L'odontologie conservatrice 'a minima'
Publié le 06/02/2002Le monde change. L’odontologie conservatrice change. Cette discipline, qui représente 60 % de l’activité d’un praticien, recouvre actuellement tous les traitements conservateurs des séquelles de la maladie carieuse.
Le monde change. L’odontologie conservatrice change.
Cette discipline, qui représente 60 % de l’activité d’un praticien, recouvre actuellement tous les traitements conservateurs des séquelles de la maladie carieuse. De l’abstention thérapeutique avec pilotage actif des lésions aux restaurations adhésives limitées de la dent dépulpée, le traitement de reminéralisation de surface, la décontamination des lésions, le curetage chirurgical "a minima" avec préservation tissulaire maximale, les obturations avec des matériaux bio-actifs et les traitements de cicatrisation pulpaire en sont les principaux exemples.
La maladie carieuse, elle, n’a pas changée, mais elle est mieux comprise.
Sur le plan épidémiologique, le champ des populations atteintes a évolué depuis la fin du 20° siècle. Si elle a beaucoup baissé chez les enfants grâce à la prévention et à l’utilisation élargie du fluor, chez l’adulte, la situation est moins satisfaisante. Dans la dernière décennie, les dents atteintes sont en moyenne de 10,4 pour les adultes de 35 à 44 ans. Les données varient surtout en fonction du contexte socio-économique. Outre leur nombre, les sites de prédilection des caries sont mieux connus et surtout, la mise en œuvre d’un bilan du risque carieux permet d’engager une prophylaxie individuelle adaptée.
Sur le plan sémiologique, les processus carieux sont bien compris. Les micro-organismes qui colonisent la surface dentaire métabolisent le sucre alimentaire en les transformant en sous-produits acides. Le pH descend alors temporairement et une déminéralisation des cristaux de surface de l’émail est amorcée. À ce stade, les lésions initiales sont subcliniques en état dynamique de dissolution-reminéralisation. C’est le domaine des soins inopérants. Si cet équilibre est rompu, il y a déclenchement de la lésion carieuse. Dans un premier temps, cette pathologie concerne uniquement l’émail. Elle est en grande partie réversible par reminéralisation grâce aux soins préventifs non invasifs.

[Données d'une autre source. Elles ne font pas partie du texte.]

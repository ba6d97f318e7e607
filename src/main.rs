use std::{
    io::{self, Write},
    path::PathBuf,
    process::ExitCode,
};

use clap::Parser;
use tabledb::{
    config::Config,
    error::Result,
    shell::{Confirm, Flow, Shell, read_line},
    sql::engine::{DocEngine, Session},
    storage::file::FileEngine,
};
use tracing_subscriber::EnvFilter;

/// Line-oriented table database
#[derive(Parser, Debug)]
#[command(version, about, long_about = None)]
struct Args {
    /// Directory holding the metadata document and the table documents
    #[arg(long, value_name = "DIR", default_value = ".")]
    data_dir: PathBuf,

    /// Answer yes to every confirmation prompt
    #[arg(short = 'y', long)]
    assume_yes: bool,

    /// Run a command and exit instead of starting the prompt (repeatable)
    #[arg(short = 'c', long = "command", value_name = "LINE")]
    commands: Vec<String>,
}

/// Reads the answer to a confirmation prompt from stdin
struct StdinConfirm;

impl Confirm for StdinConfirm {
    fn confirm(&mut self, action: &str) -> io::Result<bool> {
        print!("Are you sure you want to {}? [y/n]: ", action);
        io::stdout().flush()?;
        let answer = read_line(&mut io::stdin().lock())?.unwrap_or_default();
        Ok(answer.trim().eq_ignore_ascii_case("y"))
    }
}

fn main() -> ExitCode {
    tracing_subscriber::fmt()
        .with_env_filter(EnvFilter::try_from_default_env().unwrap_or_else(|_| EnvFilter::new("warn")))
        .with_writer(io::stderr)
        .init();

    let args = Args::parse();
    let config = Config {
        data_dir: args.data_dir,
        assume_yes: args.assume_yes,
        ..Config::default()
    };

    match run(config, args.commands) {
        Ok(()) => ExitCode::SUCCESS,
        Err(err) => {
            eprintln!("Error: {}", err);
            ExitCode::FAILURE
        }
    }
}

fn run(config: Config, commands: Vec<String>) -> Result<()> {
    tracing::debug!(data_dir = %config.data_dir.display(), "opening database");
    let engine = DocEngine::new(FileEngine::new(config.clone())?);
    let mut shell = Shell::new(Session::new(engine), StdinConfirm, io::stdout())
        .assume_yes(config.assume_yes);

    if !commands.is_empty() {
        for line in &commands {
            if shell.handle_line(line)? == Flow::Exit {
                break;
            }
        }
        return Ok(());
    }

    shell.banner()?;
    loop {
        shell.prompt()?;
        let Some(line) = read_line(&mut io::stdin().lock())? else {
            println!();
            break;
        };
        if shell.handle_line(&line)? == Flow::Exit {
            break;
        }
    }
    Ok(())
}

Puis, lorsqu’elle franchit la jonction amélo-dentinaire, elle pourra entraîner des cavitations plus ou moins importantes et nous aurons recours à des soins chirurgicaux avec curetage "a minima". En cas de progression avancée, les lésions deviennent para-pulpaires : l’objectif est alors de conserver la vitalité pulpaire en stimulant sa cicatrisation. Dans la situation ultime où l’atteinte de la pulpe est irréversible le traitement endodontique doit se faire dans le souci de conservation des structures assurant la résistance de la dent et permettre ainsi une reconstruction unitaire fonctionnelle peu délabrante.
Un rapide coup d’œil en arrière nous amène à constater que les traitements invasifs, systématiques, basés sur des principes de Black maintenant révolus, ne permettent pas d’assurer la pérennité de la denture en entraînant les dents dans une escalade de restaurations toujours plus importantes jusqu’à leurs disparitions.
Aujourd’hui nous voyons qu’à chaque stade de l’évolution de la lésion carieuse, la dentisterie conservatrice moderne peut donner une réponse appropriée visant à la préservation maximale de l’organe dentaire. La durée de vie augmente, le maintient des arcades dentaires saines et fonctionnelles doit lui aussi augmenter. C’est ce qu’attendent les patients, c’est ce que la dentisterie des années 2000 doit être capable de leur apporter.
C’est donc cette approche de l’odontologie par un modèle médical préventif "a minima", par opposition au modèle chirurgical invasif, que nous chercherons à promouvoir dans notre rubrique.